Reproductive Health — We demand access to safe, affordable and legal reproductive and sexual health services in Ireland. The diversity of Irish society should be reflected in policy on reproductive rights. Many women consider that access, not only to effective contraception but also to emergency contraception (the ‘morning-after pill) and abortion are conscientious choices. Abortion is a social reality in Ireland. Over the past thirty years at least 130,000 Irish women have exercised their right to choose in Britain or, more recently, in Euro zone countries such as the Netherlands. The current situation is inequitable as it results in a two-tiered system of eligibility for health care, where abortion services are accessible only to those who are free to travel to Britain and can afford to do so. This impacts not only on women living in poverty but on migrant women and asylum seekers, within whose cultures access to full reproductive choices is considered a woman's right. For more information on this issue, contact Cork Women's Right to Choose at cork.womens.right.to.choose@gmail.com.


Access and Information — We demand an end to the two-tier health system in order to provide equal access to health services and facilities for all. Many people, especially women, experience confusion, excessively long waits, and lack of confidence in trying to access the health system. Services and facilities are simply not available, for example a rehab centre in Cork for girls experiencing drug addition, and/or not advertised, such as cancer testing facilities. The government and the HSE must take responsibility in providing better community outreach and equal care to all. We demand better and more reliable information about services and facilities, better communication around health needs in the various communities, and better access to translation facilities.


SUPPORT WOMEN'S HEALTH ISSUES IN CORK

We have written this manifesto to bring home to candidates in the upcoming European and local elections how essential these issues are to a great many women. Women's diverse perspectives and experiences MUST be taken into account in provision of health care.

We call on candidates to commit to making them a priority in their campaigns in advance of the elections on 5th June 2009 and to highlight those concerns within their parties.

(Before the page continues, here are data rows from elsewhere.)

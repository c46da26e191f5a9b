#![forbid(unsafe_code)]

//! Pull request triage automation.
//!
//! Given a declarative configuration and a snapshot of the triggering
//! pull request, decide whether to proceed, which labels to add, and
//! which reviewers and assignees to request, then apply the decision via
//! the GitHub REST API.

pub mod config;
pub mod errors;
pub mod event;
pub mod github;
pub mod models;
pub mod rules;
pub mod runner;

pub use config::Config;
pub use errors::{AppError, Result};
//! Rule pipeline turning a pull-request snapshot into a decision.

pub mod evaluator;
pub mod selection;
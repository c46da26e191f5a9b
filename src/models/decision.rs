//! Outcome of one rule-evaluation run.

use std::collections::BTreeSet;
use std::fmt::{Display, Formatter};

/// Reason the pipeline stopped before reviewer/assignee selection.
#[derive(Debug, Clone, PartialEq, Eq)]
pub enum SkipReason {
    /// The title contained a configured skip keyword.
    SkipKeyword(String),
    /// Draft pull request with `runOnDraft` disabled.
    Draft,
    /// Existing labels failed the include/exclude filter.
    FilterLabels,
}

impl Display for SkipReason {
    fn fmt(&self, f: &mut Formatter<'_>) -> std::fmt::Result {
        match self {
            Self::SkipKeyword(keyword) => write!(f, "title contains skip keyword {keyword:?}"),
            Self::Draft => write!(f, "draft pull request"),
            Self::FilterLabels => write!(f, "existing labels failed the filter"),
        }
    }
}

/// Accumulated decision for one pull-request event.
///
/// Labels live in a set, so repeated insertion of an already-derived label
/// is a no-op. Reviewer and assignee lists keep selection order and never
/// contain the pull-request author.
///
/// A decision skipped at the filter-labels gate still carries its label
/// set: label application precedes the gate in the pipeline order.
#[derive(Debug, Clone, Default, PartialEq, Eq)]
pub struct Decision {
    /// Set when an abort point fired; reviewer/assignee requests are
    /// suppressed for the rest of the run.
    pub skipped: Option<SkipReason>,
    /// Labels to add, deduplicated by construction.
    pub labels: BTreeSet<String>,
    /// Reviewer logins to request.
    pub reviewers: Vec<String>,
    /// Assignee logins to add.
    pub assignees: Vec<String>,
}

impl Decision {
    /// Decision aborted before any label derivation.
    #[must_use]
    pub fn skip(reason: SkipReason) -> Self {
        Self {
            skipped: Some(reason),
            ..Self::default()
        }
    }

    /// Whether reviewer/assignee selection ran.
    #[must_use]
    pub fn proceed(&self) -> bool {
        self.skipped.is_none()
    }
}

We call on them to listen to their electorate, the users of the health system, and commit themselves and their political parties to promote and enable those changes that are essential to the delivery of fair and equal access to high quality health care for everyone in Ireland.

Health is a human right.

Wednesday, May 27, 2009

Press Release from Northern Ireland FPA

UN Committee concludes that abortion law in Northern Ireland should be amended
27 May 2009

For the third time in ten years, another United Nations human rights monitoring body has recommended that the abortion law in Northern Ireland should be amended and better protection afforded to women’s human rights. The United Nations Committee on Economic, Social and Cultural Rights, the monitoring body of the Convention on Economic, Social and Cultural Rights met in Geneva on the 12 and 13 of May 2009, to examine the UK and Northern Ireland government. In its concluding observations, the Committee recommended that the abortion law in Northern Ireland should be brought into line with the rest of the UK. It stated:

“The Committee calls upon the State party to amend the abortion law of Northern Ireland to bring it in line with the 1967 Abortion Act with a view to preventing clandestine and unsafe abortions in cases of rape, incest or foetal abnormality.”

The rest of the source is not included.